The thrust of the love-yourself ideology is toward a denial of your own weakness and need, that is to say, a denial of your humanity. As Freddie puts it:
I don’t mean to be a bummer here. But it’s important to point out that we’re born in terror, we exist for no reason, we experience confusion and shame as children, we busily prepare ourselves for lives we don’t want or can’t have, we are forced to take on the burdens of adult responsibility, we compromise relentlessly on what life we’ll pursue, we settle and settle and settle, we fear death and ponder our meaninglessness, we experience the horrors of aging, and when we die the only comfort we have is that we aren’t conscious to learn that there was never any heaven or God to give it all meaning. This is the inevitable reality of human life and it can never change. That condition has a way of spilling out into our quotidian day-to-day concerns of being desirable or important.
The legitimate truth the love-yourself ideology is probably trying to get at, in its vaguely sociopathic way, is something more like: though you cannot necessarily love yourself, you still have to live in the head and body you were born with, to bear a burden that no one else, no matter how much they love you, can bear for you. Somehow you have to make peace with that struggle, that lifelong battle, and its inescapable solitude and loneliness, which will persist in some measure even if you are fortunate enough to be remade by others, to be connected and loved.
But surely, to experience love and desire, even if one-sided, insane, and doomed, is one of the grand ways to live with yourself: to give yourself new material, the potential of catalytic collision, of regeneration and transformation. It is the opposite of “loving yourself” in a protective, self-preserving, or even self-respecting way. It is knowingly, deliberately subjecting yourself to possible humiliation and destruction. But possibility is a one of the things we need most: a reason to wake up in the morning, and the thing about possibilities is that you can never be sure which way they’ll go.
This dialectical tendency is part of what makes Nolan a great writer: how vividly she makes two opposite perspectives seem true at the same time.

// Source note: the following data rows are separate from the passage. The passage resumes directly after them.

impl Field {
    /// Creates a required field.
    #[must_use]
    pub fn new(name: impl Into<String>, description: impl Into<String>, field_type: FieldType) -> Self {
        Self {
            name: name.into(),
            description: description.into(),
            field_type,
            nullable: false,
            minimum: None,
            maximum: None,
        }
    }

    #[must_use]
    pub fn string(name: impl Into<String>, description: impl Into<String>) -> Self {
        Self::new(name, description, FieldType::String)
    }

    #[must_use]
    pub fn number(name: impl Into<String>, description: impl Into<String>) -> Self {
        Self::new(name, description, FieldType::Number)
    }

    #[must_use]
    pub fn integer(name: impl Into<String>, description: impl Into<String>) -> Self {
        Self::new(name, description, FieldType::Integer)
    }

    #[must_use]
    pub fn boolean(name: impl Into<String>, description: impl Into<String>) -> Self {
        Self::new(name, description, FieldType::Boolean)
    }

    /// A string field restricted to `values`.
    #[must_use]
    pub fn enumeration<I, S>(name: impl Into<String>, description: impl Into<String>, values: I) -> Self
    where
        I: IntoIterator<Item = S>,
        S: Into<String>,
    {
        let values = values.into_iter().map(Into::into).collect();
        Self::new(name, description, FieldType::Enum(values))
    }

    /// A list of strings.
    #[must_use]
    pub fn string_list(name: impl Into<String>, description: impl Into<String>) -> Self {
        Self::new(name, description, FieldType::Array(Box::new(FieldType::String)))
    }

    /// A list of nested records.
    #[must_use]
    pub fn object_list(
        name: impl Into<String>,
        description: impl Into<String>,
        fields: Vec<Field>,
    ) -> Self {
        Self::new(
            name,
            description,
            FieldType::Array(Box::new(FieldType::Object(fields))),
        )
    }

    /// A number constrained to `[0, 1]`.
    #[must_use]
    pub fn confidence(name: impl Into<String>) -> Self {
        Self::number(name, "Confidence score between 0 and 1").with_range(0.0, 1.0)
    }

    /// Marks the field as nullable (and therefore optional).
    #[must_use]
    pub fn nullable(mut self) -> Self {
        self.nullable = true;
        self
    }

    /// Sets an inclusive numeric range.
    #[must_use]
    pub fn with_range(mut self, minimum: f64, maximum: f64) -> Self {
        self.minimum = Some(minimum);
        self.maximum = Some(maximum);
        self
    }

    fn to_json_schema(&self) -> JsonValue {
        let mut schema = type_schema(&self.field_type);
        if let Some(obj) = schema.as_object_mut() {
            obj.insert("description".into(), json!(self.description));
            if self.nullable {
                obj.insert("nullable".into(), json!(true));
            }
            if let Some(min) = self.minimum {
                obj.insert("minimum".into(), json!(min));
            }
            if let Some(max) = self.maximum {
                obj.insert("maximum".into(), json!(max));
            }
        }
        schema
    }
}
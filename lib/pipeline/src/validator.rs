//! Parallel independent validation checks.
//!
//! Every check is a separate model call against the same input. All checks
//! are issued at once and the validator waits for every one of them; the
//! input is valid only if all checks pass. A failing call fails the whole
//! validation.

use crate::chain::Step;
use crate::request::UserRequest;
use async_trait::async_trait;
use futures::future::try_join_all;
use promptline_ai::{ModelBackend, ModelError, StructuredOutput};
use promptline_core::Result;
use std::sync::Arc;
use tracing::{Instrument, debug, info_span, warn};

/// A check's judgement of the input.
#[derive(Debug, Clone, PartialEq, Eq)]
pub struct Verdict {
    /// Whether the check passed.
    pub passed: bool,
    /// Free-form findings reported alongside the verdict.
    pub notes: Vec<String>,
}

impl Verdict {
    /// A passing verdict with no notes.
    #[must_use]
    pub fn pass() -> Self {
        Self {
            passed: true,
            notes: Vec::new(),
        }
    }

    /// A verdict from a boolean.
    #[must_use]
    pub fn from_bool(passed: bool) -> Self {
        Self {
            passed,
            notes: Vec::new(),
        }
    }

    /// Attaches notes.
    #[must_use]
    pub fn with_notes(mut self, notes: Vec<String>) -> Self {
        self.notes = notes;
        self
    }
}

/// One independent validation.
#[async_trait]
pub trait ValidationCheck: Send + Sync {
    /// Name used in logs and reports.
    fn name(&self) -> &str;

    /// Judges the request.
    ///
    /// # Errors
    ///
    /// Returns a [`ModelError`] if the underlying model call fails.
    async fn check(
        &self,
        backend: &dyn ModelBackend,
        request: &UserRequest,
    ) -> Result<Verdict, ModelError>;
}

type Judge<T> = Box<dyn Fn(&T) -> Verdict + Send + Sync>;

/// A check answered by one structured model call and judged from its
/// parsed record.
pub struct SchemaCheck<T> {
    step: Step<T>,
    judge: Judge<T>,
}

impl<T> std::fmt::Debug for SchemaCheck<T> {
    fn fmt(&self, f: &mut std::fmt::Formatter<'_>) -> std::fmt::Result {
        f.debug_struct("SchemaCheck")
            .field("name", &self.step.name())
            .finish_non_exhaustive()
    }
}

impl<T: StructuredOutput> SchemaCheck<T> {
    /// Creates a check sending `instruction` and judging the result with
    /// `judge`.
    #[must_use]
    pub fn new<F>(name: impl Into<String>, instruction: impl Into<String>, judge: F) -> Self
    where
        F: Fn(&T) -> Verdict + Send + Sync + 'static,
    {
        Self {
            step: Step::new(name, instruction),
            judge: Box::new(judge),
        }
    }
}

#[async_trait]
impl<T: StructuredOutput + 'static> ValidationCheck for SchemaCheck<T> {
    fn name(&self) -> &str {
        self.step.name()
    }

    async fn check(
        &self,
        backend: &dyn ModelBackend,
        request: &UserRequest,
    ) -> Result<Verdict, ModelError> {
        let record = self.step.run(backend, request.as_str()).await?;
        Ok((self.judge)(&record))
    }
}

/// A named verdict.
#[derive(Debug, Clone, PartialEq, Eq)]
pub struct CheckOutcome {
    /// The check's name.
    pub name: String,
    /// Its verdict.
    pub verdict: Verdict,
}

/// Combined result of every check, in registration order.
#[derive(Debug, Clone, PartialEq, Eq)]
pub struct ValidationReport {
    outcomes: Vec<CheckOutcome>,
}

impl ValidationReport {
    /// Whether every check passed.
    #[must_use]
    pub fn is_valid(&self) -> bool {
        self.outcomes.iter().all(|o| o.verdict.passed)
    }

    /// Every check's outcome.
    #[must_use]
    pub fn outcomes(&self) -> &[CheckOutcome] {
        &self.outcomes
    }

    /// The verdict of the check called `name`.
    #[must_use]
    pub fn verdict(&self, name: &str) -> Option<&Verdict> {
        self.outcomes
            .iter()
            .find(|o| o.name == name)
            .map(|o| &o.verdict)
    }

    /// Outcomes of the checks that failed.
    pub fn failures(&self) -> impl Iterator<Item = &CheckOutcome> {
        self.outcomes.iter().filter(|o| !o.verdict.passed)
    }
}

/// Runs a set of checks concurrently and ANDs their verdicts.
pub struct ParallelValidator {
    backend: Arc<dyn ModelBackend>,
    checks: Vec<Box<dyn ValidationCheck>>,
}

impl std::fmt::Debug for ParallelValidator {
    fn fmt(&self, f: &mut std::fmt::Formatter<'_>) -> std::fmt::Result {
        let names: Vec<&str> = self.checks.iter().map(|c| c.name()).collect();
        f.debug_struct("ParallelValidator")
            .field("model", &self.backend.model())
            .field("checks", &names)
            .finish()
    }
}

impl ParallelValidator {
    /// Creates a validator with no checks.
    #[must_use]
    pub fn new(backend: Arc<dyn ModelBackend>) -> Self {
        Self {
            backend,
            checks: Vec::new(),
        }
    }

    /// Adds a check.
    #[must_use]
    pub fn with_check(mut self, check: impl ValidationCheck + 'static) -> Self {
        self.checks.push(Box::new(check));
        self
    }

    /// Number of registered checks.
    #[must_use]
    pub fn len(&self) -> usize {
        self.checks.len()
    }

    /// Whether no checks are registered.
    #[must_use]
    pub fn is_empty(&self) -> bool {
        self.checks.is_empty()
    }

    /// Runs every check against `request` and combines the verdicts.
    ///
    /// With no checks registered the request is trivially valid.
    ///
    /// # Errors
    ///
    /// Returns the first [`ModelError`] raised by any check.
    pub async fn validate(&self, request: &UserRequest) -> Result<ValidationReport, ModelError> {
        let span = info_span!("validate", checks = self.checks.len());
        let backend = self.backend.as_ref();

        let outcomes = try_join_all(
            self.checks
                .iter()
                .map(|check| run_check(check.as_ref(), backend, request)),
        )
        .instrument(span)
        .await?;

        let report = ValidationReport { outcomes };
        for failed in report.failures() {
            warn!(check = %failed.name, notes = ?failed.verdict.notes, "check failed");
        }
        Ok(report)
    }
}

async fn run_check(
    check: &dyn ValidationCheck,
    backend: &dyn ModelBackend,
    request: &UserRequest,
) -> Result<CheckOutcome, ModelError> {
    let verdict = check.check(backend, request).await?;
    debug!(check = check.name(), passed = verdict.passed, "check complete");
    Ok(CheckOutcome {
        name: check.name().to_string(),
        verdict,
    })
}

This is a good explanation of why I hate the banalization of kink into a flat, lifeless set of sex-act hashtags, or a set of prefab porn roles that people simply want to act out in some rote, imitative way. The way it gives people the false notion that they should have a bulleted list of what they’re into and inculcates resistance to experiment and surprise. In a way, even as technology has made sex easier to get, it has also made it more conservative, more anxious, more prone to cling to tight, technologically-mediated parameters.